▶ [THE TASK]:
Establish how many lines of the material below contain the string "FsResult". Return that number by itself.

──────── INPUT FOR THIS TASK ────────

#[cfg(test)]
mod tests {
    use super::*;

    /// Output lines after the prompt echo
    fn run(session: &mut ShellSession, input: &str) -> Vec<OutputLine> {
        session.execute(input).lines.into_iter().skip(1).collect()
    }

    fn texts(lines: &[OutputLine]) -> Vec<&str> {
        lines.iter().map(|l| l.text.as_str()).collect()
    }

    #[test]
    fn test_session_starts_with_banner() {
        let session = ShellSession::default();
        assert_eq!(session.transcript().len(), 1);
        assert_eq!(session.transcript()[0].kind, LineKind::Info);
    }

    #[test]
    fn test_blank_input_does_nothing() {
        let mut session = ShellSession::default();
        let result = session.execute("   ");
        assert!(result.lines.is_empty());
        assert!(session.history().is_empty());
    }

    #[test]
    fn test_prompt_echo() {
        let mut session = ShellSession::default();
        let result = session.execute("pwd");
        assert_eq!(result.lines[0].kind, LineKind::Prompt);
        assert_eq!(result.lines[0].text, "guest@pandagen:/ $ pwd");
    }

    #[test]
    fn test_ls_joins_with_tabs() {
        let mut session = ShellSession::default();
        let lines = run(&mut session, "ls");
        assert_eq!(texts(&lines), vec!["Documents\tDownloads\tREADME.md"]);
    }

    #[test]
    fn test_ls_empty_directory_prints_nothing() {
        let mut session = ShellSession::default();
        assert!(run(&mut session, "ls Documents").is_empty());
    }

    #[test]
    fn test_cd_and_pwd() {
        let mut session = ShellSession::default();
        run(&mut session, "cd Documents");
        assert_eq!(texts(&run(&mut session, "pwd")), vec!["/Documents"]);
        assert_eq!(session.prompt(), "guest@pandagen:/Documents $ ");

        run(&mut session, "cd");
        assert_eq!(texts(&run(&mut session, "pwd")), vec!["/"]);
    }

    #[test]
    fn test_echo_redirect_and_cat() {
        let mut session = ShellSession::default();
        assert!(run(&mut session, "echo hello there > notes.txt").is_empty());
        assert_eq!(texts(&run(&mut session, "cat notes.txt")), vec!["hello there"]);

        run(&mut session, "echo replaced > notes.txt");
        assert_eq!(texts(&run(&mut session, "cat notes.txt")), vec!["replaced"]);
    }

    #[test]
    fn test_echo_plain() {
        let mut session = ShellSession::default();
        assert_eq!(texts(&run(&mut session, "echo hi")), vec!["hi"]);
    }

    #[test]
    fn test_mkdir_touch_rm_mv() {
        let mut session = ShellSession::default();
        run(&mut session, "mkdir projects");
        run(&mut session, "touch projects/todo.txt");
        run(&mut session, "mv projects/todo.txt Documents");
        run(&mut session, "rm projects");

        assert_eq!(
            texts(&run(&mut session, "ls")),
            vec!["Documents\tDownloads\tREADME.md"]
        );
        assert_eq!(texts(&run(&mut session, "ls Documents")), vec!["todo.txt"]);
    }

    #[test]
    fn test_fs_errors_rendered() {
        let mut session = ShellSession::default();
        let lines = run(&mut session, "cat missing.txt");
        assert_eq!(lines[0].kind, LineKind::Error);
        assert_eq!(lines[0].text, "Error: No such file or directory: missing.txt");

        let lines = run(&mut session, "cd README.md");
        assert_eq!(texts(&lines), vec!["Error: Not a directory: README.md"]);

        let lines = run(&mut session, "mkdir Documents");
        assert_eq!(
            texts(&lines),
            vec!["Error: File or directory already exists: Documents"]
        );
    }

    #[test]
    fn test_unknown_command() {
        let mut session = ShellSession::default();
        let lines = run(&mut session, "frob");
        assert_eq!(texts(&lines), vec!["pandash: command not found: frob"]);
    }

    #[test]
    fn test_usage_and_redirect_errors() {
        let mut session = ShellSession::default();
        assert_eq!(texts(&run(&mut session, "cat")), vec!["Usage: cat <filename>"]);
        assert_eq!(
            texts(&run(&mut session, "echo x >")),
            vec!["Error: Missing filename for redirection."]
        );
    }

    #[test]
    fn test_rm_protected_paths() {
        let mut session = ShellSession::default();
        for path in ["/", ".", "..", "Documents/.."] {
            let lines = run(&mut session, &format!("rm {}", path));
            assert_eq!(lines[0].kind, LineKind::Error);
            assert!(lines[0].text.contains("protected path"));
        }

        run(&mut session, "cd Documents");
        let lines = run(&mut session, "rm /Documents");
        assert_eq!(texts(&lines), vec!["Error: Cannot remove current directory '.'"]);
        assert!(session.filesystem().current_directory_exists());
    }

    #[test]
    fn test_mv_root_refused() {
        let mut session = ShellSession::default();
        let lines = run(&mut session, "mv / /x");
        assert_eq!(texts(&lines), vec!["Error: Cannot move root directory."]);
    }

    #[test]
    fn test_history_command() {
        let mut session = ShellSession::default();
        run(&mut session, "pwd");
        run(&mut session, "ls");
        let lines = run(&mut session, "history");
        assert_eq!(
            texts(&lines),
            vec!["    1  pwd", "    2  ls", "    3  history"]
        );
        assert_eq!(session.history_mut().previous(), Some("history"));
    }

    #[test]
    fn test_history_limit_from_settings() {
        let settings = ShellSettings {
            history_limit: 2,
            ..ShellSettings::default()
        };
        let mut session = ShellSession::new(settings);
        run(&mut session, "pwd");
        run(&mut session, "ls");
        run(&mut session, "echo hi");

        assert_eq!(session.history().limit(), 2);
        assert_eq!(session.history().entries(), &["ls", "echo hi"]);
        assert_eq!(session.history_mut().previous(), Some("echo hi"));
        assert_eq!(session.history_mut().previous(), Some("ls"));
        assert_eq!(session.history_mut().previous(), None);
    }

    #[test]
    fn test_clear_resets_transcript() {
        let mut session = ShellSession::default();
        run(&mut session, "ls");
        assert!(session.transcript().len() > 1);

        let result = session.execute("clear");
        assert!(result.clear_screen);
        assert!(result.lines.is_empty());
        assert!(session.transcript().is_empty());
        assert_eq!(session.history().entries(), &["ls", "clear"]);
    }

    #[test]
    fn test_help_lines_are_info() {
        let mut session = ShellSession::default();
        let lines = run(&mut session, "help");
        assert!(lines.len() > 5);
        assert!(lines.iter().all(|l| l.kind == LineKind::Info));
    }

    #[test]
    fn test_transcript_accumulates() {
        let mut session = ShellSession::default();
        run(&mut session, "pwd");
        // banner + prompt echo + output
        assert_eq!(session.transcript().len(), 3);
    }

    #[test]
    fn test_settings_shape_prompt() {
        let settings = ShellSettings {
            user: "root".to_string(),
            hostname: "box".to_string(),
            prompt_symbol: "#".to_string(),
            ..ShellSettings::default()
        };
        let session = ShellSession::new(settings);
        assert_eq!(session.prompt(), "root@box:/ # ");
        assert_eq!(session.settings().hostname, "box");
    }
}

────────
──────── INPUT FOR THIS TASK ────────

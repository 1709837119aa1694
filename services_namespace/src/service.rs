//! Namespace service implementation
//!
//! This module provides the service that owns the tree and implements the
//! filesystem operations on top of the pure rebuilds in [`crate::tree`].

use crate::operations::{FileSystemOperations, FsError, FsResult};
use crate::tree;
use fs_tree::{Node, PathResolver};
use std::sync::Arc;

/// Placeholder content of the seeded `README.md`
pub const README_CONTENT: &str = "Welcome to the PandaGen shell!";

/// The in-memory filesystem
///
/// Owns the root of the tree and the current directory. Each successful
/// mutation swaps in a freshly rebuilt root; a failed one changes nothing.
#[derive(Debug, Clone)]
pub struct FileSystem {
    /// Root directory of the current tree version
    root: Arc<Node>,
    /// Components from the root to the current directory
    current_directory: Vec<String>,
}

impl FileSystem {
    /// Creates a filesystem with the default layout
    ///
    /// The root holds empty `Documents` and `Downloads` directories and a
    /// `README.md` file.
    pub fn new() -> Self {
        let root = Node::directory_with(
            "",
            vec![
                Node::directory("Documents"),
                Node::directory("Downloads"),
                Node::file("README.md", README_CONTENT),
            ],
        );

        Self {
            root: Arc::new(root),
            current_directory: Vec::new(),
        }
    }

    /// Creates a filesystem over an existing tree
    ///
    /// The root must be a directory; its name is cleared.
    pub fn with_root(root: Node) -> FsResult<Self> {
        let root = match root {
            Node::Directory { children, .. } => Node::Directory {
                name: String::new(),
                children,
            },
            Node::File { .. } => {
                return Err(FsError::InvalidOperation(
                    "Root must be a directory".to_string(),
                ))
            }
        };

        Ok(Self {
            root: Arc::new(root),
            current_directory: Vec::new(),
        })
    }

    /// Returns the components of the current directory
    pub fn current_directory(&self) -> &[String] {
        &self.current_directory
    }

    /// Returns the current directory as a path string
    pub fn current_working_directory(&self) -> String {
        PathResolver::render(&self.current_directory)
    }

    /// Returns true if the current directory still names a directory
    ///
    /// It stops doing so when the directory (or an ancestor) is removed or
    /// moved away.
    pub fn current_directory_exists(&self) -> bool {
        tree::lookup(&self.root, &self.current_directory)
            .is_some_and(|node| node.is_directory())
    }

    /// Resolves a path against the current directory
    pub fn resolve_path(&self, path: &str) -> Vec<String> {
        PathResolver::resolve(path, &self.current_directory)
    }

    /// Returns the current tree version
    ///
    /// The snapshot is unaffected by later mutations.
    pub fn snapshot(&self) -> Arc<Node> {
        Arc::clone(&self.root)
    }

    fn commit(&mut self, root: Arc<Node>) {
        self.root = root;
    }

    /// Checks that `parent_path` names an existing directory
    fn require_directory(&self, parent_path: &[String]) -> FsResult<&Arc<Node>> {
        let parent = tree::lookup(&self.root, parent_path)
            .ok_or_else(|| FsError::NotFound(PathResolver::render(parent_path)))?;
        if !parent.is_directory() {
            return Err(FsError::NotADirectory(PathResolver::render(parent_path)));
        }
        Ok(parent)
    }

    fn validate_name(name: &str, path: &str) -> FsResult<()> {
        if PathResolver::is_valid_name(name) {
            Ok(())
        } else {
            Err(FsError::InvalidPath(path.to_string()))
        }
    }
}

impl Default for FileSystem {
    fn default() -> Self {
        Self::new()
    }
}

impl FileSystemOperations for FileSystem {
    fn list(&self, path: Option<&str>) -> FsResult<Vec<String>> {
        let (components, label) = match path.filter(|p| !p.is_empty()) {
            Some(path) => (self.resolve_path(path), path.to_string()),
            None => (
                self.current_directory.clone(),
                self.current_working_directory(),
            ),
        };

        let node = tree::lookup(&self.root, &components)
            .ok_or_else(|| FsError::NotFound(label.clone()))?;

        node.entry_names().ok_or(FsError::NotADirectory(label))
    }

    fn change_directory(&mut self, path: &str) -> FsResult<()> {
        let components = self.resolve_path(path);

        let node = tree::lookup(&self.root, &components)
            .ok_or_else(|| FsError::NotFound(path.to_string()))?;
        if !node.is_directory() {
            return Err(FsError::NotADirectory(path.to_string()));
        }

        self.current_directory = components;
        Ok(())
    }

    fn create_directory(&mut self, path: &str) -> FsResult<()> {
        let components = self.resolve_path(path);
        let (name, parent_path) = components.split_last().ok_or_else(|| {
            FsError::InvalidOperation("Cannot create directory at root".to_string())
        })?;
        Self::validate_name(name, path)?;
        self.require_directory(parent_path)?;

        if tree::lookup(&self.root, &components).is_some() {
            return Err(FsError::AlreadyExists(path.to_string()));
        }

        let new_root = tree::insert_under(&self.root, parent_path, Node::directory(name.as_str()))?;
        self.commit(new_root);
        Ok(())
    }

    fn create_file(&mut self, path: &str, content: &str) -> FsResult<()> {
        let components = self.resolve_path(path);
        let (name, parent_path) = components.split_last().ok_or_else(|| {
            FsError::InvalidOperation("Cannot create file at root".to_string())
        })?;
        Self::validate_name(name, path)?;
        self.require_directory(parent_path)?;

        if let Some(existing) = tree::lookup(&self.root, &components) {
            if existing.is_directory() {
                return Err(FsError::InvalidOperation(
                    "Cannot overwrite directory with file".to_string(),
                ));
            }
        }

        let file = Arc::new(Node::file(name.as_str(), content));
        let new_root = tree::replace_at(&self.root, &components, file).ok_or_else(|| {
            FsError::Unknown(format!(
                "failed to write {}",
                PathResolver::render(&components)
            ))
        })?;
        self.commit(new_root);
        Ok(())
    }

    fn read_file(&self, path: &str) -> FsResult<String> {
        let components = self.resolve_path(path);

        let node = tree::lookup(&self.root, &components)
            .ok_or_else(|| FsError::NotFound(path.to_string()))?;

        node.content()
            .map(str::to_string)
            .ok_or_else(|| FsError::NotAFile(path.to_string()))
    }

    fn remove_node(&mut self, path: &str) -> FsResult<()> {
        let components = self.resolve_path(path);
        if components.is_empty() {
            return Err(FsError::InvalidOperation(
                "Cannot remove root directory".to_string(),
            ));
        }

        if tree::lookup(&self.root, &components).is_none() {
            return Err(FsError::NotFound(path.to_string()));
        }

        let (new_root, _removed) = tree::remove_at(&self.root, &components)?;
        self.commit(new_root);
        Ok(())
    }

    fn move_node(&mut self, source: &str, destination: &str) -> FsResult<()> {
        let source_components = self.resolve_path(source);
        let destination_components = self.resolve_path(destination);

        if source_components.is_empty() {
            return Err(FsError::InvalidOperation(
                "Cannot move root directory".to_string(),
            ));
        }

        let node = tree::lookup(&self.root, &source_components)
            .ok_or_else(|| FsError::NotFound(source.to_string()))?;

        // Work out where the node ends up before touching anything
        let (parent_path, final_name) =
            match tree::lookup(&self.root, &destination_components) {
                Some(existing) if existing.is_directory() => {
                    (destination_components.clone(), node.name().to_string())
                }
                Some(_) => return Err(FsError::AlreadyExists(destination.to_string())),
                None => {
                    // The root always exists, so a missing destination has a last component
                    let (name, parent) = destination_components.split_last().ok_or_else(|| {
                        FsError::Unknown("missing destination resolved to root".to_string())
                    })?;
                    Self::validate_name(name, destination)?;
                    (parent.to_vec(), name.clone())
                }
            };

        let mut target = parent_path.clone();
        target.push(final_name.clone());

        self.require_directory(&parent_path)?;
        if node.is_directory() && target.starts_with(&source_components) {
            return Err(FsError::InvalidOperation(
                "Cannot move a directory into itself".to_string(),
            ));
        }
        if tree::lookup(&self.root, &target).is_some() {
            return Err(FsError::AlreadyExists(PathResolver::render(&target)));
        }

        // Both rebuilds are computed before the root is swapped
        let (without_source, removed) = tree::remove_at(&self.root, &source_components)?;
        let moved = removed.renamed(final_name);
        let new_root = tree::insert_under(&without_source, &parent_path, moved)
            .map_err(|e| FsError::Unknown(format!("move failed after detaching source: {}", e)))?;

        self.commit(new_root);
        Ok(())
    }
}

────────
──────── INPUT FOR THIS TASK ────────

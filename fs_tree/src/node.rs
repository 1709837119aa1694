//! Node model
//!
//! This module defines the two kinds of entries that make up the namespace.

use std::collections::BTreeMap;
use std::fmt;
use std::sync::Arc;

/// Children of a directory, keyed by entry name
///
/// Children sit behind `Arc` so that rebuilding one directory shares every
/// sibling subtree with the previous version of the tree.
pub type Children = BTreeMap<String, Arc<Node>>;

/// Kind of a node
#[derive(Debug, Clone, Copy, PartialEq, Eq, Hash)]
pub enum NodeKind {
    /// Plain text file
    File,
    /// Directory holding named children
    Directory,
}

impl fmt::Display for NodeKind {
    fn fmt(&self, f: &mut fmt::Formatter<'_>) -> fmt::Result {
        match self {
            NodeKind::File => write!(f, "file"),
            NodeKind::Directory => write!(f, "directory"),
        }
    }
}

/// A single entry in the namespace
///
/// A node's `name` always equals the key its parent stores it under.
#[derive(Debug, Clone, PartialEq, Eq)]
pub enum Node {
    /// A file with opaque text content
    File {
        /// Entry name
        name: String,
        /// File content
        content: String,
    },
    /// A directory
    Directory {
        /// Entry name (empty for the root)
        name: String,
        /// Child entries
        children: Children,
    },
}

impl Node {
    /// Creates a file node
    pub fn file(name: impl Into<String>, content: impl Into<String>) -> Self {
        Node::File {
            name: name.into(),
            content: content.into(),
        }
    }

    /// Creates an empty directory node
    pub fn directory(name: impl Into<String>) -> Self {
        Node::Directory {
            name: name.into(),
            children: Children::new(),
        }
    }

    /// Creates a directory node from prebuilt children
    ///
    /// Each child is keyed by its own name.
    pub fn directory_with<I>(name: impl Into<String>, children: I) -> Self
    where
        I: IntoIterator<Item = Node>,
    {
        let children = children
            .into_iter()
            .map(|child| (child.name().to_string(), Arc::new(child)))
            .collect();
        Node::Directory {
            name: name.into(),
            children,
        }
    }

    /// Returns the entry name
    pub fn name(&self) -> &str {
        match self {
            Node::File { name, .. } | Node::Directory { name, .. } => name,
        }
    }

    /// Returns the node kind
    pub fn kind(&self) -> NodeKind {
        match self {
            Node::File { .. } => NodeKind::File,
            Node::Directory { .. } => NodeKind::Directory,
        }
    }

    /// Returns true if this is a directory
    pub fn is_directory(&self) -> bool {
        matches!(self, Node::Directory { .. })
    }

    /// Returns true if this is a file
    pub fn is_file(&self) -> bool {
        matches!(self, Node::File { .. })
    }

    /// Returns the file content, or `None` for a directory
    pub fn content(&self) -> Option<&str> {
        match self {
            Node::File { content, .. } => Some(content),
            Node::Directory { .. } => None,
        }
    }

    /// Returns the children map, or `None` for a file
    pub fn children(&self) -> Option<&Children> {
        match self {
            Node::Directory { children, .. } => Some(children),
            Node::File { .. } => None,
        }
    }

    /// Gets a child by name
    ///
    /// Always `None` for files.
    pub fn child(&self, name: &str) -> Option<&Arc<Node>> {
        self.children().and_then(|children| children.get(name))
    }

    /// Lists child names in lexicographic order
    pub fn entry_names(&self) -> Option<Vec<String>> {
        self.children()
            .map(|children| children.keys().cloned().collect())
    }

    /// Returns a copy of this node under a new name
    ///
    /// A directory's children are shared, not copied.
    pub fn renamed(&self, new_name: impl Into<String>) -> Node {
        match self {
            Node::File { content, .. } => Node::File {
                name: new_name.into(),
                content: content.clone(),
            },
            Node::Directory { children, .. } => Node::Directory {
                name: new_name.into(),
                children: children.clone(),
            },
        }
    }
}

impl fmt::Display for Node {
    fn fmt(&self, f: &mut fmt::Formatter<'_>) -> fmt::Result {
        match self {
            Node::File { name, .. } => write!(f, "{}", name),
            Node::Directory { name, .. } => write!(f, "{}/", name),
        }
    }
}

────────

▶ [RESPONSE]:
11